Philly has become quite the laboratory for innovative anti-obesity programs. Another Food Trust project, the Healthy Corner Store Initiative, whereby healthy food “kiosks” are being installed in around 6,000 600 [ed note: apologies for the misplaced decimal point] Philly corner stores, has also shown promising results. Mayor Michael Nutter has also been in a long-running (though so far unsuccessful) battle to impose a soda tax.

Recent research shows that access to supermarkets alone doesn’t cause people to eat well. This outcome doesn’t surprise me, since most supermarkets are full of unhealthy food.

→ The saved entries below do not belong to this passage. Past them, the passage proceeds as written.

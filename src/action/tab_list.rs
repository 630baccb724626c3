use serde::{Deserialize, Serialize};

use crate::mvi::Action;
use crate::state::TabSessionState;

#[derive(Debug, Clone, PartialEq, Serialize, Deserialize)]
#[serde(tag = "type", rename_all = "snake_case")]
pub enum TabListAction {
    AddTab {
        tab: TabSessionState,
        #[serde(default)]
        select: bool,
    },
    SelectTab { tab_id: String },
    RemoveTab { tab_id: String },
    AddCustomTab { tab: TabSessionState },
    RemoveCustomTab { tab_id: String },
}

impl Action for TabListAction {}
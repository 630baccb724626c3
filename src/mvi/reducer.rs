//! Reducer trait for MVI architecture.

use super::action::Action;
use super::state::State;

/// Reducer transforms state based on actions.
///
/// The reducer is the only place where state transitions happen.
/// It must be a pure function: (State, Action) -> State
pub trait Reducer: 'static {
    /// The state type this reducer operates on.
    type State: State;

    /// The action type this reducer handles.
    type Action: Action;

    /// Process an action and return the new state.
    ///
    /// No side effects, no I/O.
    fn reduce(state: Self::State, action: Self::Action) -> Self::State;
}
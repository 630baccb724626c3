use std::sync::atomic::{AtomicBool, AtomicU8, Ordering};
use std::sync::Arc;

use tokio::sync::Notify;

/// Phases a view moves through between creation and teardown.
#[derive(Debug, Clone, Copy, PartialEq, Eq, PartialOrd, Ord)]
#[repr(u8)]
pub enum LifecyclePhase {
    Initialized = 0,
    Created = 1,
    Started = 2,
    Resumed = 3,
    Destroyed = 4,
}

/// Owner side of a view lifecycle.
///
/// Observers started against a [`LifecycleHandle`] stop once [`destroy`]
/// is called or the lifecycle is dropped. Destroy is terminal; later phase
/// changes are ignored.
///
/// [`destroy`]: ViewLifecycle::destroy
pub struct ViewLifecycle {
    destroyed: Arc<AtomicBool>,
    phase: Arc<AtomicU8>,
    notify: Arc<Notify>,
}

impl ViewLifecycle {
    pub fn new() -> Self {
        Self {
            destroyed: Arc::new(AtomicBool::new(false)),
            phase: Arc::new(AtomicU8::new(LifecyclePhase::Initialized as u8)),
            notify: Arc::new(Notify::new()),
        }
    }

    /// Get current phase
    pub fn phase(&self) -> LifecyclePhase {
        match self.phase.load(Ordering::SeqCst) {
            0 => LifecyclePhase::Initialized,
            1 => LifecyclePhase::Created,
            2 => LifecyclePhase::Started,
            3 => LifecyclePhase::Resumed,
            _ => LifecyclePhase::Destroyed,
        }
    }

    /// Move to `phase`. Use [`destroy`](Self::destroy) to end the lifecycle.
    pub fn advance(&self, phase: LifecyclePhase) {
        if phase == LifecyclePhase::Destroyed {
            self.destroy();
            return;
        }
        if self.is_destroyed() {
            return;
        }
        self.phase.store(phase as u8, Ordering::SeqCst);
        tracing::trace!(?phase, "View lifecycle advanced");
    }

    /// End the lifecycle and wake every observer. Idempotent.
    pub fn destroy(&self) {
        if !self.destroyed.swap(true, Ordering::SeqCst) {
            self.phase.store(LifecyclePhase::Destroyed as u8, Ordering::SeqCst);
            tracing::debug!("View lifecycle destroyed");
            self.notify.notify_waiters();
        }
    }

    pub fn is_destroyed(&self) -> bool {
        self.destroyed.load(Ordering::SeqCst)
    }

    /// Create a handle for sharing
    pub fn handle(&self) -> LifecycleHandle {
        LifecycleHandle {
            destroyed: Arc::clone(&self.destroyed),
            notify: Arc::clone(&self.notify),
        }
    }
}

impl Default for ViewLifecycle {
    fn default() -> Self {
        Self::new()
    }
}

impl Drop for ViewLifecycle {
    fn drop(&mut self) {
        self.destroy();
    }
}

/// Lightweight handle observers hold to learn when their view is gone.
#[derive(Clone)]
pub struct LifecycleHandle {
    destroyed: Arc<AtomicBool>,
    notify: Arc<Notify>,
}

impl LifecycleHandle {
    pub fn is_destroyed(&self) -> bool {
        self.destroyed.load(Ordering::SeqCst)
    }

    pub async fn wait_destroyed(&self) {
        // Register with Notify before checking the flag, otherwise a destroy()
        // landing between the check and the await would never wake us.
        let notified = self.notify.notified();
        tokio::pin!(notified);
        notified.as_mut().enable();
        if self.is_destroyed() {
            return;
        }
        notified.await;
    }
}
//! Reducer for per-tab translation state.

use crate::action::TranslationsAction;
use crate::mvi::Reducer;
use crate::state::{BrowserState, TranslationOperation, TranslationsState};

/// Folds [`TranslationsAction`]s into the targeted tab's [`TranslationsState`].
///
/// Every action is scoped to one tab. Unknown tab ids are a no-op.
/// Failures are recorded in `translation_error`, never returned.
pub struct TranslationsStateReducer;

impl Reducer for TranslationsStateReducer {
    type State = BrowserState;
    type Action = TranslationsAction;

    fn reduce(state: Self::State, action: Self::Action) -> Self::State {
        tracing::trace!(tab_id = action.tab_id(), "Reducing translations action");
        match action {
            TranslationsAction::TranslateExpected { tab_id } => {
                copy_with_translations_state(state, &tab_id, |it| TranslationsState {
                    is_expected_translate: true,
                    ..it
                })
            }

            TranslationsAction::TranslateOffer { tab_id } => {
                copy_with_translations_state(state, &tab_id, |it| TranslationsState {
                    is_offer_translate: true,
                    ..it
                })
            }

            TranslationsAction::TranslateStateChange {
                tab_id,
                translation_engine_state,
            } => copy_with_translations_state(state, &tab_id, |it| {
                // Both fields change in a single transition.
                let is_translated = it.is_translated
                    || translation_engine_state
                        .requested_translation_pair
                        .is_some();
                TranslationsState {
                    is_translated,
                    translation_engine_state: Some(translation_engine_state),
                    ..it
                }
            }),

            TranslationsAction::Translate { tab_id, .. } => {
                copy_with_translations_state(state, &tab_id, |it| TranslationsState {
                    is_translate_processing: true,
                    ..it
                })
            }

            TranslationsAction::TranslateRestore { tab_id } => {
                copy_with_translations_state(state, &tab_id, |it| TranslationsState {
                    is_restore_processing: true,
                    ..it
                })
            }

            TranslationsAction::TranslateSuccess { tab_id, operation } => match operation {
                TranslationOperation::Translate => {
                    copy_with_translations_state(state, &tab_id, |it| TranslationsState {
                        is_translated: true,
                        is_translate_processing: false,
                        translation_error: None,
                        ..it
                    })
                }
                TranslationOperation::Restore => {
                    copy_with_translations_state(state, &tab_id, |it| TranslationsState {
                        is_translated: false,
                        is_restore_processing: false,
                        translation_error: None,
                        ..it
                    })
                }
                // The language list itself arrives through TranslateSetLanguages.
                TranslationOperation::FetchLanguages => {
                    copy_with_translations_state(state, &tab_id, |it| TranslationsState {
                        translation_error: None,
                        ..it
                    })
                }
            },

            TranslationsAction::TranslateException {
                tab_id,
                operation,
                translation_error,
            } => {
                tracing::debug!(
                    tab_id = %tab_id,
                    ?operation,
                    error = %translation_error,
                    "Translation operation failed"
                );
                match operation {
                    TranslationOperation::Translate => {
                        copy_with_translations_state(state, &tab_id, |it| TranslationsState {
                            is_translate_processing: false,
                            translation_error: Some(translation_error),
                            ..it
                        })
                    }
                    TranslationOperation::Restore => {
                        copy_with_translations_state(state, &tab_id, |it| TranslationsState {
                            is_restore_processing: false,
                            translation_error: Some(translation_error),
                            ..it
                        })
                    }
                    TranslationOperation::FetchLanguages => {
                        copy_with_translations_state(state, &tab_id, |it| TranslationsState {
                            supported_languages: None,
                            translation_error: Some(translation_error),
                            ..it
                        })
                    }
                }
            }

            TranslationsAction::TranslateSetLanguages {
                tab_id,
                supported_languages,
            } => copy_with_translations_state(state, &tab_id, |it| TranslationsState {
                supported_languages: Some(supported_languages),
                translation_error: None,
                ..it
            }),
        }
    }
}

fn copy_with_translations_state<F>(state: BrowserState, tab_id: &str, update: F) -> BrowserState
where
    F: FnOnce(TranslationsState) -> TranslationsState,
{
    state.update_tab_or_custom_tab_state(tab_id, |current| {
        let mut tab = current.clone();
        tab.translations_state = update(tab.translations_state);
        tab
    })
}
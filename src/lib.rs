//! Website Dashboard - terminal front-end for WebSite Operator
//!
//! This library provides:
//! - A client for the website API (`/websites` list and per-site build logs)
//! - An observable store holding the website list and the log modal state
//! - Text rendering of that state for the terminal
//! - TOML configuration with a deploy-time endpoint override

pub mod api;
pub mod config;
pub mod context;
pub mod error;
pub mod render;
pub mod store;
pub mod website;
//! Application context built once at startup and handed to the UI root

use std::sync::Arc;
use tracing::info;

use crate::api::ApiClient;
use crate::config::Config;
use crate::store::AppStore;

pub struct AppContext {
    pub config: Config,
    pub store: Arc<AppStore>,
}

impl AppContext {
    pub fn new(config: Config) -> anyhow::Result<Self> {
        let api = ApiClient::new(&config.api)?;
        info!(endpoint = %api.endpoint(), "Website API configured");

        Ok(Self {
            store: AppStore::new(api),
            config,
        })
    }
}
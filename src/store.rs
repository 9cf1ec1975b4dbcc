//! Observable application state
//!
//! `AppStore` owns the single `AppState` instance and publishes every
//! mutation on a `watch` channel. Subscribers see each assignment as soon
//! as the mutating call returns.
//!
//! Network failures are logged and otherwise ignored: the affected field
//! keeps its previous value and no error state is recorded.
//!
//! Overlapping `get_log` calls are not cancelled. Each response is applied
//! when it arrives, so a slow earlier request can overwrite the log of a
//! faster later one while the title shows the later pair.

use serde_json::Value;
use std::sync::Arc;
use tokio::sync::watch;
use tokio::task::JoinHandle;
use tracing::{error, info};

use crate::api::ApiClient;

/// State rendered by the UI
#[derive(Debug, Clone, Default, PartialEq)]
pub struct AppState {
    /// Opaque website records, empty until the first successful load
    pub websites: Vec<Value>,
    /// Log modal visibility. Only ever set to true here; closing belongs to the UI.
    pub show_modal: bool,
    /// `{namespace}/{name}` of the last requested log
    pub modal_title: String,
    /// Raw log text of the last successful log fetch
    pub log: String,
}

pub struct AppStore {
    api: ApiClient,
    state: watch::Sender<AppState>,
}

impl AppStore {
    pub fn new(api: ApiClient) -> Arc<Self> {
        let (state, _) = watch::channel(AppState::default());
        Arc::new(Self { api, state })
    }

    /// Receive a notification after every mutation
    pub fn subscribe(&self) -> watch::Receiver<AppState> {
        self.state.subscribe()
    }

    pub fn snapshot(&self) -> AppState {
        self.state.borrow().clone()
    }

    pub fn api(&self) -> &ApiClient {
        &self.api
    }

    /// Load the website list in the background.
    ///
    /// Replaces `websites` wholesale on success. The returned handle may be
    /// dropped; awaiting it only waits for the fetch to settle.
    pub fn init(self: &Arc<Self>) -> JoinHandle<()> {
        let store = Arc::clone(self);
        tokio::spawn(async move {
            match store.api.list_websites().await {
                Ok(websites) => {
                    info!(count = websites.len(), "Websites loaded");
                    store.state.send_modify(|state| state.websites = websites);
                }
                Err(e) => {
                    error!(url = ?e.url(), error = %e, "failed to fetch websites");
                }
            }
        })
    }

    /// Open the log modal for `namespace/name` and load its log in the
    /// background.
    ///
    /// The modal flag and title are published before this returns. `log`
    /// keeps its previous text until the fetch succeeds.
    pub fn get_log(self: &Arc<Self>, namespace: &str, name: &str) -> JoinHandle<()> {
        let title = format!("{}/{}", namespace, name);
        self.state.send_modify(|state| {
            state.show_modal = true;
            state.modal_title = title;
        });

        let store = Arc::clone(self);
        let namespace = namespace.to_string();
        let name = name.to_string();
        tokio::spawn(async move {
            match store.api.fetch_log(&namespace, &name).await {
                Ok(log) => {
                    info!(%namespace, %name, bytes = log.len(), "Log loaded");
                    store.state.send_modify(|state| state.log = log);
                }
                Err(e) => {
                    error!(%namespace, %name, error = %e, "failed to fetch logs");
                }
            }
        })
    }
}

But I find it interesting that these very focused kinds of programs — where produce in particular is subsidized — are successful.

If there’s a downside to Philadelphia’s Food Bucks project, it’s that the city now needs to find a source of ongoing support — its funding will soon run out. But with results like these, there’s every reason to expect that the Food Trust will find the money from public and private sources.

What should we learn from all this success? Well, I’ll leave it to chef and No Reservations star Anthony Bourdain to answer that question:

[T]he notion that hard working, hard-pressed families with little time and slim budgets have to eat crappy, processed food — or that, unspeakably, proudly unhealthy “novelty dishes” that come from nowhere but the fevered imaginations of marketing departments, are — or should be — the lot of the working poor is nonsense.

The good news is that the processed food industry hasn’t figured out how to lobby against healthy food subsidies, which appear to be the programs gaining the most traction with consumers. Or at least not yet: Big Food will no doubt try to devise a way to fight the intolerable desire consumers of all income levels have to find ways to eat better. We’ll just have to fight back harder.